Such a possibility has not been well understood outside scientific circles, said DeShon. She is a member of the SMU seismology team that has studied and published extensively on their scientific findings related to the unusual spate of human-induced earthquakes in North Texas.

“The perception is that if the oil and gas wastewater injectors are leading to this, then you should just shut the injection wells down,” DeShon said. “But Paul’s study shows that there’s a lot to be learned about the physics of the process, and by monitoring continuously for years.”

Ogwari, DeShon and fellow SMU seismologist Matthew J. Hornbach reported the findings in the peer-reviewed Journal of Geophysical Research in the article “The Dallas-Fort Worth Airport Earthquake Sequence: Seismicity Beyond Injection Period.”

Known DFW Airport quakes number more than 400
The DFW Airport’s unprecedented earthquake clusters were the first ever documented in the history of the North Texas region’s oil-rich geological system known as the Fort Worth Basin. The quakes are also the first of multiple sequences in the basin tied to large-scale subsurface disposal of waste fluids from oil and gas operations.

The DFW Airport earthquakes began in 2008, as did high-volume wastewater injection of brine. Most of the seismic activity occurred in the first two months after injection began, primarily within .62 miles, or 1 kilometer, from the well. Other clusters then migrated further to the northeast of the well over the next seven years. The quakes were triggered on a pre-existing regional fault that trends 3.7 miles, or 6 kilometers, northeast to southwest.

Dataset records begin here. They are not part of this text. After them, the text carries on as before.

pub mod error;
pub mod jitter;
pub mod strategy;

pub mod prelude {
    pub use crate::error::{CoreError, CoreResult};
    pub use crate::jitter::{FixedJitter, JitterSource, SeededJitter, ThreadJitter};
    pub use crate::strategy::{BackoffStrategy, Delays, ExponentialBackoff};
}
//! Process-wide logging setup for rebound binaries.
//!
//! Library crates only emit `tracing` events; an application picks the output
//! once at startup with [`init_logging`].

use tracing::Subscriber;
use tracing_subscriber::{fmt, layer::SubscriberExt, util::SubscriberInitExt};

mod config;
pub use config::LogConfig;

mod error;
pub use error::{LogError, LogResult};

mod format;
pub use format::LogFormat;

mod level;
pub use level::LogLevel;

mod timezone;
pub use timezone::{LogTimeZone, LogTimer, init_local_offset};

/// Installs the global `tracing` subscriber described by `cfg`.
///
/// Fails with [`LogError::AlreadyInitialized`] if a global subscriber exists.
/// When `cfg.tz` is [`LogTimeZone::Local`], call [`init_local_offset`] before
/// spawning threads.
///
/// # Examples
/// ```no_run
/// use rebound_observe::{LogConfig, init_logging};
///
/// init_logging(&LogConfig::default()).expect("logger");
/// tracing::info!("ready");
/// ```
pub fn init_logging(cfg: &LogConfig) -> LogResult<()> {
    let filter = cfg.level.to_env_filter();
    let timer = LogTimer::new(cfg.tz);

    match cfg.format {
        LogFormat::Text => {
            let layer = fmt::layer()
                .with_ansi(cfg.should_use_color())
                .with_target(cfg.with_targets)
                .with_timer(timer);
            install(tracing_subscriber::registry().with(filter).with(layer))
        }
        LogFormat::Json => {
            let layer = fmt::layer()
                .json()
                .with_ansi(false)
                .with_target(cfg.with_targets)
                .with_timer(timer);
            install(tracing_subscriber::registry().with(filter).with(layer))
        }
        LogFormat::Journald => journald(filter),
    }
}

#[cfg(target_os = "linux")]
fn journald(filter: tracing_subscriber::EnvFilter) -> LogResult<()> {
    let layer =
        tracing_journald::layer().map_err(|e| LogError::JournaldInitFailed(e.to_string()))?;
    install(tracing_subscriber::registry().with(filter).with(layer))
}

#[cfg(not(target_os = "linux"))]
fn journald(_filter: tracing_subscriber::EnvFilter) -> LogResult<()> {
    Err(LogError::JournaldNotSupported)
}

fn install<S>(subscriber: S) -> LogResult<()>
where
    S: Subscriber + Send + Sync + 'static,
{
    subscriber
        .try_init()
        .map_err(|_| LogError::AlreadyInitialized)
}
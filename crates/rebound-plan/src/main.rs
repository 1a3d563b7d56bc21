use anyhow::Context;
use clap::Parser;
use tracing::info;

use rebound_core::prelude::*;
use rebound_observe::init_logging;

mod args;
use args::Cli;

mod plan;
use plan::{build_plan, render_text, total_wait_ms};

fn main() -> anyhow::Result<()> {
    let cli = Cli::parse();

    // 1) logger
    init_logging(&cli.log_config())?;

    // 2) strategy
    let options = cli.options()?;
    let backoff = ExponentialBackoff::try_new(options).context("refusing to plan")?;
    info!(
        initial = options.initial,
        random = options.random,
        max = options.max,
        steps = cli.steps,
        seed = ?cli.seed,
        "planning backoff schedule"
    );

    // 3) plan
    let plan = match cli.seed {
        Some(seed) => build_plan(backoff.with_jitter(SeededJitter::new(seed)), cli.steps),
        None => build_plan(backoff, cli.steps),
    };
    info!(total_wait_ms = total_wait_ms(&plan), "plan ready");

    // 4) output
    if cli.json {
        println!("{}", serde_json::to_string_pretty(&plan)?);
    } else {
        print!("{}", render_text(&plan));
    }
    Ok(())
}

Ogwari, a post-doctoral researcher in the SMU Roy M. Huffington Earth Sciences Department in Dedman College, analyzed years of existing seismic data from the region to take a deeper look at the DFW Airport sequence, which totaled 412 earthquakes through 2015.

Looking at the data for those quakes, Ogwari discovered that they had continued for at least seven years into 2015 along 80% of the fault, even though injection was stopped after only 11 months in August of 2009.

Rate of quakes declined, but magnitude has never lessened
In another important finding from the study, Ogwari found that the magnitude of the DFW Airport earthquakes didn’t lessen over time, but instead held steady. Magnitude ranged from 0.5 to 3.4, with the largest one occurring three years after injection at the well was stopped.

“What we’ve seen here is that the magnitude is consistent over time within the fault,” Ogwari said. “We expect to see the bigger events during injection or immediately after injection, followed by abrupt decay. But instead we’re seeing the fault continue to produce earthquakes with similar magnitudes that we saw during injection.”

While the rate of earthquakes declined — there were 23 events a month from 2008 to 2009, but only 1 event a month after May 2010 — the magnitude stayed the same. That indicates the fault doesn’t heal completely.

“We don’t know why that is,” Ogwari said. “I think that’s a question that is out there and may need more research.”

More monitoring needed for human-induced quakes
Answering that question, and others, about the complex characteristics and behavior of faults and earthquakes, requires more extensive monitoring than is currently possible given the funding allotted to monitor quakes.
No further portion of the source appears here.